Mirosław KonkelMirosław Konkel
opublikowano: 2017-03-05 22:00
zaktualizowano: 2017-03-05 16:45

Co dziesiąta firma wydaje na podróże służbowe ponad milion złotych rocznie. Jak uzyskać w tej dziedzinie oszczędności?

O fikcyjnych delegacjach, kantach z kilometrówkami i zaskakująco wysokich rachunkach w restauracjach i hotelach słyszymy głównie w kontekście eskapad polityków. Problem jednak dotyczy także polskich firm, z których aż 11 proc. na służbowe wojaże przeznacza ponad 1 mln zł rocznie — wynika z badania Amadeus Polska.

— Zakup i utrzymanie floty samochodowej, opłaty drogowe, hotele, bilety kolejowe i lotnicze — na tym obciążenia firmy się nie kończą. Musi też przeznaczać odpowiednie kwoty na reprezentację i diety. Przy rozliczeniach papierowych dochodząkoszty operacyjne związane m.in. z utrzymywaniem kas, obiegiem dokumentacji, ręcznym naliczaniem diet — wymienia Anna Derlacka, dyrektor finansowy w Edenred Polska.

Wygodniej i taniej

Nic dziwnego, że ponad połowa biznesowych decydentów chce zaoszczędzić na tych wyjazdach, zmniejszając jednostkowe limity wydatków. Trzech na 10 mówi o konieczności przestrzegania przez pracowników tzw. polityki podróży, a niemal co piaty — o wprowadzeniu jednego kanału zakupów dla wszystkich usług. Optymalizację kosztową — zdaniem respondentów — mogłyby przynieść różne usprawnienia, jak ograniczenie formalności, większa samodzielność wyjeżdżających i ściślejsza kontrola nad delegacjami i wydatkami (odpowiednio 30, 22 i 19 proc.).
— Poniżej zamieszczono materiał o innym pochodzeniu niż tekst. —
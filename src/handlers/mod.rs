//! Keystroke dispatch, keyed by the active mode.
//!
//! Each mode handler takes the mode's sub-state by value and returns the
//! next mode together with a [`KeyAction`] for the event loop, so every
//! transition table can be tested without a terminal. Blocking work (scans,
//! fetch, push) is returned as an action rather than performed here, letting
//! the loop draw a busy frame first.

mod config;
mod entries_edit;
mod main_menu;
mod remote;

pub use config::discovered_sorted;

use crossterm::event::KeyEvent;

use crate::app::{App, Mode};
use crate::launch::LaunchPlan;

/// What the event loop should do after a keystroke.
pub enum KeyAction {
    Continue,
    Quit,
    /// Foreground launch: restore the terminal, run, exit with its status.
    Launch(LaunchPlan),
    /// Blocking operations, run by the loop behind a busy indicator.
    ScanDiffs,
    ScanRepos,
    FetchAll,
    PushAll,
}

pub fn handle_key(app: &mut App, key: KeyEvent) -> KeyAction {
    // The active mode is moved out for the duration of the dispatch so the
    // handler can borrow the rest of App freely; it puts a mode back via the
    // return value.
    let mode = std::mem::replace(&mut app.mode, Mode::Main);
    let (next, action) = match mode {
        Mode::Main => main_menu::handle(app, key),
        Mode::ConfigMenu { selected } => config::handle_menu(app, selected, key),
        Mode::EntriesEdit(editor) => entries_edit::handle(app, editor, key),
        Mode::Visibility(state) => config::handle_visibility(app, state, key),
        Mode::StartupModes(state) => config::handle_startup(app, state, key),
        Mode::Remote(state) => remote::handle(app, state, key),
        Mode::OtherManaged { selected } => remote::handle_other(app, selected, key),
        Mode::FirstRun => config::handle_first_run(app, key),
    };
    app.mode = next;
    action
}

/// Shared list-navigation step: clamped move within `len` rows.
pub(crate) fn step(selected: usize, len: usize, down: bool) -> usize {
    if len == 0 {
        return 0;
    }
    if down {
        (selected + 1).min(len - 1)
    } else {
        selected.saturating_sub(1)
    }
}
— W niektórych przedsiębiorstwach zarządzaniem i rozliczaniem wyjazdów służbowych zajmuje się wiele osób, które często korzystają z różnych narzędzi raportowania, od arkuszy kalkulacyjnych po systemy IT. Każdy specjalista odpowiada tylko za część procesu, a dane, którymi dysponuje, nie są gromadzone w jednym miejscu. Taki tryb pracy kończy się chaosem, a często także brakiem odpowiedniej kontroli. W efekcie odpowiedzialni za finanse nie zdają sobie nawet sprawy, ile pieniędzy pochłaniają podróże, a ile idzie na obsługę takich działań — mówi Anna Derlacka.

Sposób na nadużycia

Niekiedy pracownik płaci za wszystko ze swojej kieszeni. Dopiero po powrocie firma zwraca mu koszty. Przeciwny scenariusz: służbowe pieniądze są przetrzymywane przez zatrudnionych, zaliczki — rozliczane z opóźnieniem. Nadużyć i pomyłek związanych z wyjazdami nie brakuje. Kwitnie też niepotrzebna papierologia. Jak tego uniknąć? Edenred proponuje przedpłaconą kartę płatniczą, z której można korzystać również za granicą. Wsparciem dla rozwiązania jest platforma internetowa, pozwalająca na bieżąco kontrolować wydatki i oferująca przejrzystą informację, co się przekłada na odczuwalne oszczędności. Jeden z użytkowników cyfrowego systemu chwali go za wyeliminowanie uciążliwych zaliczek i zminimalizowanie ryzyka związane z obrotem gotówkowym. Inny zwraca uwagę na aplikację mobilną, dzięki której pracownik na delegacji może sprawdzić saldo, historię transakcji, wysyłać wniosek o doładowanie karty i zeskanować rachunki.